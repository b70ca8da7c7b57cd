//! Final relation selection for one subject/predicate/object triple.

use crate::error::Result;
use crate::link::constraints::match_properties;
use crate::link::rank::rank_properties;
use crate::link::LinkContext;

/// Outcome of selecting a relation for one triple.
#[derive(Debug, Clone)]
pub struct RelationSelection {
    /// Highest-scoring property across all channels, if any channel produced
    /// candidates.
    pub property_id: Option<String>,
    /// Type-compatible properties, returned as auxiliary evidence. This set
    /// never gates the embedding-based choice.
    pub constraint_matches: Vec<String>,
}

/// Rank the vocabulary against the mention, validate type constraints, and
/// pick the single best-scoring property. Ties across channels resolve to
/// the earlier channel in fixed order (label, description, statement, alias).
pub async fn select_relation(
    ctx: &LinkContext,
    subject: &str,
    subject_id: &str,
    object: &str,
    object_id: &str,
    predicate: &str,
) -> Result<RelationSelection> {
    let clause = format!("{} {} {}", subject, predicate, object);

    let rankings = rank_properties(ctx, &clause, predicate).await?;
    log::info!("Top ranked by label: {:?}", rankings.by_label);
    log::info!("Top ranked by description: {:?}", rankings.by_description);
    log::info!("Top ranked by statements: {:?}", rankings.by_statements);
    log::info!("Top ranked by aliases: {:?}", rankings.by_aliases);

    let constraint_matches = match_properties(ctx, subject_id, object_id).await?;

    // Strict greater-than keeps the first occurrence on equal scores.
    let mut best: Option<&crate::link::RankedCandidate> = None;
    for candidate in rankings.pooled() {
        if best.map_or(true, |current| candidate.score > current.score) {
            best = Some(candidate);
        }
    }

    let property_id = match best {
        Some(candidate) => {
            log::info!(
                "Selected property {} (score {:.3})",
                candidate.property_id,
                candidate.score
            );
            Some(candidate.property_id.clone())
        }
        None => {
            log::warn!("No ranked candidates available for predicate '{}'", predicate);
            None
        }
    };

    Ok(RelationSelection {
        property_id,
        constraint_matches,
    })
}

____________

**ABOUT THIS TASK**
Set the material down exactly as written, starting at its first line. The line containing "use crate::link::LinkContext;" is the last one to include.

**SOLUTION TO THIS TASK**
repository b70ca8da7c7b57cd
//! Final relation selection for one subject/predicate/object triple.

use crate::error::Result;
use crate::link::constraints::match_properties;
use crate::link::rank::rank_properties;
use crate::link::LinkContext;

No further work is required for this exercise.